◆ About this exercise
Write every entry out again, exactly as given.

◆ ◆ ◆ ◆ ◆

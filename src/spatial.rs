//! Pose primitives. Poses are [Isometry3](nalgebra::Isometry3) in millimeters, so most
//! operations are thin wrappers; they exist to fix the composition order and the wire form
//! in one place.

use nalgebra::{Point3, Translation3, Unit, UnitQuaternion, Vector3};
use crate::kinematic_traits::{Pose, WORLD};
use crate::proto::PoseProto;

/// Below this the axis of the wire orientation is considered zero (no rotation).
const AXIS_EPSILON: f64 = 1e-12;

/// Applies `b` in the frame of `a`.
pub fn compose(a: &Pose, b: &Pose) -> Pose {
    a * b
}

pub fn invert(pose: &Pose) -> Pose {
    pose.inverse()
}

pub fn transform_point(pose: &Pose, point: &Point3<f64>) -> Point3<f64> {
    pose.transform_point(point)
}

/// Pose from position (millimeters) and orientation as axis and angle (radians).
/// The axis does not need to be normalized; zero axis means no rotation.
pub fn pose_from_axis_angle(x: f64, y: f64, z: f64, axis: Vector3<f64>, theta: f64) -> Pose {
    let rotation = match Unit::try_new(axis, AXIS_EPSILON) {
        Some(axis) if theta.is_finite() => UnitQuaternion::from_axis_angle(&axis, theta),
        _ => UnitQuaternion::identity(),
    };
    Pose::from_parts(Translation3::new(x, y, z), rotation)
}

/// Orientation as unit axis and angle in [0, pi]. Zero rotation gives the z axis and 0.
pub fn axis_angle(pose: &Pose) -> (Vector3<f64>, f64) {
    match pose.rotation.axis_angle() {
        Some((axis, angle)) => (axis.into_inner(), angle),
        None => (Vector3::z(), 0.0),
    }
}

pub fn pose_to_protobuf(pose: &Pose) -> PoseProto {
    let (axis, theta) = axis_angle(pose);
    let position = pose.translation.vector;
    PoseProto {
        x: position.x,
        y: position.y,
        z: position.z,
        theta,
        rx: axis.x,
        ry: axis.y,
        rz: axis.z,
    }
}

pub fn pose_from_protobuf(proto: &PoseProto) -> Pose {
    pose_from_axis_angle(proto.x, proto.y, proto.z, Vector3::new(proto.rx, proto.ry, proto.rz), proto.theta)
}

/// True if positions differ by at most `distance_tolerance` (mm) and orientations
/// by at most `angular_tolerance` (radians).
pub fn poses_approx_eq(a: &Pose, b: &Pose, distance_tolerance: f64, angular_tolerance: f64) -> bool {
    (a.translation.vector - b.translation.vector).norm() <= distance_tolerance
        && a.rotation.angle_to(&b.rotation) <= angular_tolerance
}

/// Pose expressed in the named frame. Named poses are used as supplemental frames.
#[derive(Debug, Clone, PartialEq)]
pub struct PoseInFrame {
    /// Reference frame of the pose, for supplemental frames also their parent.
    pub frame: String,
    pub pose: Pose,
    /// Empty unless the pose defines a supplemental frame.
    pub name: String,
}

impl PoseInFrame {
    pub fn new(frame: impl Into<String>, pose: Pose) -> Self {
        PoseInFrame { frame: frame.into(), pose, name: String::new() }
    }

    /// Pose that defines the frame `name` placed under `parent`.
    pub fn named(name: impl Into<String>, parent: impl Into<String>, pose: Pose) -> Self {
        PoseInFrame { frame: parent.into(), pose, name: name.into() }
    }

    pub fn in_world(pose: Pose) -> Self {
        PoseInFrame::new(WORLD, pose)
    }
}

#[cfg(test)]
mod tests {
    use super::*;
    use std::f64::consts::{FRAC_PI_2, PI};
    use nalgebra::Isometry3;
    use rand::rngs::StdRng;
    use rand::{Rng, SeedableRng};

    fn random_pose(rng: &mut StdRng) -> Pose {
        let axis = Vector3::new(rng.gen_range(-1.0..1.0), rng.gen_range(-1.0..1.0), rng.gen_range(-1.0..1.0));
        pose_from_axis_angle(rng.gen_range(-500.0..500.0), rng.gen_range(-500.0..500.0),
                             rng.gen_range(-500.0..500.0), axis, rng.gen_range(-PI..PI))
    }

    #[test]
    fn test_compose_is_associative() {
        let mut rng = StdRng::seed_from_u64(42);
        for _ in 0..100 {
            let (a, b, c) = (random_pose(&mut rng), random_pose(&mut rng), random_pose(&mut rng));
            let left = compose(&compose(&a, &b), &c);
            let right = compose(&a, &compose(&b, &c));
            assert!(poses_approx_eq(&left, &right, 1e-9, 1e-6));
        }
    }

    #[test]
    fn test_compose_is_not_commutative() {
        let a = Isometry3::translation(100.0, 0.0, 0.0);
        let b = pose_from_axis_angle(0.0, 0.0, 0.0, Vector3::z(), FRAC_PI_2);
        let ab = compose(&a, &b);
        let ba = compose(&b, &a);
        assert!(!poses_approx_eq(&ab, &ba, 1e-6, 1e-6));
        assert!((ba.translation.vector - Vector3::new(0.0, 100.0, 0.0)).norm() < 1e-9);
    }

    #[test]
    fn test_invert_cancels() {
        let mut rng = StdRng::seed_from_u64(7);
        for _ in 0..100 {
            let pose = random_pose(&mut rng);
            let identity = compose(&pose, &invert(&pose));
            assert!(poses_approx_eq(&identity, &Pose::identity(), 1e-9, 1e-6));
        }
    }

    #[test]
    fn test_transform_point() {
        let pose = pose_from_axis_angle(0.0, 0.0, 300.0, Vector3::y(), FRAC_PI_2);
        let point = transform_point(&pose, &Point3::new(0.0, 0.0, 100.0));
        assert!((point - Point3::new(100.0, 0.0, 300.0)).norm() < 1e-9);
    }

    #[test]
    fn test_zero_rotation_on_wire() {
        let proto = pose_to_protobuf(&Isometry3::translation(1.0, 2.0, 3.0));
        assert_eq!(proto, PoseProto { x: 1.0, y: 2.0, z: 3.0, theta: 0.0, rx: 0.0, ry: 0.0, rz: 1.0 });

        // Zero axis decodes as identity rather than failing
        let pose = pose_from_protobuf(&PoseProto { theta: 1.0, ..PoseProto::default() });
        assert_eq!(pose, Pose::identity());
    }

    #[test]
    fn test_wire_form_is_lossless() {
        let mut rng = StdRng::seed_from_u64(3);
        for _ in 0..100 {
            let pose = random_pose(&mut rng);
            let back = pose_from_protobuf(&pose_to_protobuf(&pose));
            assert!(poses_approx_eq(&pose, &back, 1e-9, 1e-6));
        }
    }
}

◆ ◆ ◆ ◆ ◆

◆ Answer space
filename src/spatial.rs
//! Pose primitives. Poses are [Isometry3](nalgebra::Isometry3) in millimeters, so most
//! operations are thin wrappers; they exist to fix the composition order and the wire form
//! in one place.

use nalgebra::{Point3, Translation3, Unit, UnitQuaternion, Vector3};
use crate::kinematic_traits::{Pose, WORLD};
use crate::proto::PoseProto;

/// Below this the axis of the wire orientation is considered zero (no rotation).
const AXIS_EPSILON: f64 = 1e-12;

/// Applies `b` in the frame of `a`.
pub fn compose(a: &Pose, b: &Pose) -> Pose {
    a * b
}

pub fn invert(pose: &Pose) -> Pose {
    pose.inverse()
}

pub fn transform_point(pose: &Pose, point: &Point3<f64>) -> Point3<f64> {
    pose.transform_point(point)
}

/// Pose from position (millimeters) and orientation as axis and angle (radians).
/// The axis does not need to be normalized; zero axis means no rotation.
pub fn pose_from_axis_angle(x: f64, y: f64, z: f64, axis: Vector3<f64>, theta: f64) -> Pose {
    let rotation = match Unit::try_new(axis, AXIS_EPSILON) {
        Some(axis) if theta.is_finite() => UnitQuaternion::from_axis_angle(&axis, theta),
        _ => UnitQuaternion::identity(),
    };
    Pose::from_parts(Translation3::new(x, y, z), rotation)
}

/// Orientation as unit axis and angle in [0, pi]. Zero rotation gives the z axis and 0.
pub fn axis_angle(pose: &Pose) -> (Vector3<f64>, f64) {
    match pose.rotation.axis_angle() {
        Some((axis, angle)) => (axis.into_inner(), angle),
        None => (Vector3::z(), 0.0),
    }
}

pub fn pose_to_protobuf(pose: &Pose) -> PoseProto {
    let (axis, theta) = axis_angle(pose);
    let position = pose.translation.vector;
    PoseProto {
        x: position.x,
        y: position.y,
        z: position.z,
        theta,
        rx: axis.x,
        ry: axis.y,
        rz: axis.z,
    }
}

pub fn pose_from_protobuf(proto: &PoseProto) -> Pose {
    pose_from_axis_angle(proto.x, proto.y, proto.z, Vector3::new(proto.rx, proto.ry, proto.rz), proto.theta)
}

/// True if positions differ by at most `distance_tolerance` (mm) and orientations
/// by at most `angular_tolerance` (radians).
pub fn poses_approx_eq(a: &Pose, b: &Pose, distance_tolerance: f64, angular_tolerance: f64) -> bool {
    (a.translation.vector - b.translation.vector).norm() <= distance_tolerance
        && a.rotation.angle_to(&b.rotation) <= angular_tolerance
}

/// Pose expressed in the named frame. Named poses are used as supplemental frames.
#[derive(Debug, Clone, PartialEq)]
pub struct PoseInFrame {
    /// Reference frame of the pose, for supplemental frames also their parent.
    pub frame: String,
    pub pose: Pose,
    /// Empty unless the pose defines a supplemental frame.
    pub name: String,
}

impl PoseInFrame {
    pub fn new(frame: impl Into<String>, pose: Pose) -> Self {
        PoseInFrame { frame: frame.into(), pose, name: String::new() }
    }

    /// Pose that defines the frame `name` placed under `parent`.
    pub fn named(name: impl Into<String>, parent: impl Into<String>, pose: Pose) -> Self {
        PoseInFrame { frame: parent.into(), pose, name: name.into() }
    }

    pub fn in_world(pose: Pose) -> Self {
        PoseInFrame::new(WORLD, pose)
    }
}

#[cfg(test)]
mod tests {
    use super::*;
    use std::f64::consts::{FRAC_PI_2, PI};
    use nalgebra::Isometry3;
    use rand::rngs::StdRng;
    use rand::{Rng, SeedableRng};

    fn random_pose(rng: &mut StdRng) -> Pose {
        let axis = Vector3::new(rng.gen_range(-1.0..1.0), rng.gen_range(-1.0..1.0), rng.gen_range(-1.0..1.0));
        pose_from_axis_angle(rng.gen_range(-500.0..500.0), rng.gen_range(-500.0..500.0),
                             rng.gen_range(-500.0..500.0), axis, rng.gen_range(-PI..PI))
    }

    #[test]
    fn test_compose_is_associative() {
        let mut rng = StdRng::seed_from_u64(42);
        for _ in 0..100 {
            let (a, b, c) = (random_pose(&mut rng), random_pose(&mut rng), random_pose(&mut rng));
            let left = compose(&compose(&a, &b), &c);
            let right = compose(&a, &compose(&b, &c));
            assert!(poses_approx_eq(&left, &right, 1e-9, 1e-6));
        }
    }

    #[test]
    fn test_compose_is_not_commutative() {
        let a = Isometry3::translation(100.0, 0.0, 0.0);
        let b = pose_from_axis_angle(0.0, 0.0, 0.0, Vector3::z(), FRAC_PI_2);
        let ab = compose(&a, &b);
        let ba = compose(&b, &a);
        assert!(!poses_approx_eq(&ab, &ba, 1e-6, 1e-6));
        assert!((ba.translation.vector - Vector3::new(0.0, 100.0, 0.0)).norm() < 1e-9);
    }

    #[test]
    fn test_invert_cancels() {
        let mut rng = StdRng::seed_from_u64(7);
        for _ in 0..100 {
            let pose = random_pose(&mut rng);
            let identity = compose(&pose, &invert(&pose));
            assert!(poses_approx_eq(&identity, &Pose::identity(), 1e-9, 1e-6));
        }
    }

    #[test]
    fn test_transform_point() {
        let pose = pose_from_axis_angle(0.0, 0.0, 300.0, Vector3::y(), FRAC_PI_2);
        let point = transform_point(&pose, &Point3::new(0.0, 0.0, 100.0));
        assert!((point - Point3::new(100.0, 0.0, 300.0)).norm() < 1e-9);
    }

    #[test]
    fn test_zero_rotation_on_wire() {
        let proto = pose_to_protobuf(&Isometry3::translation(1.0, 2.0, 3.0));
        assert_eq!(proto, PoseProto { x: 1.0, y: 2.0, z: 3.0, theta: 0.0, rx: 0.0, ry: 0.0, rz: 1.0 });

        // Zero axis decodes as identity rather than failing
        let pose = pose_from_protobuf(&PoseProto { theta: 1.0, ..PoseProto::default() });
        assert_eq!(pose, Pose::identity());
    }

    #[test]
    fn test_wire_form_is_lossless() {
        let mut rng = StdRng::seed_from_u64(3);
        for _ in 0..100 {
            let pose = random_pose(&mut rng);
            let back = pose_from_protobuf(&pose_to_protobuf(&pose));
            assert!(poses_approx_eq(&pose, &back, 1e-9, 1e-6));
        }
    }
}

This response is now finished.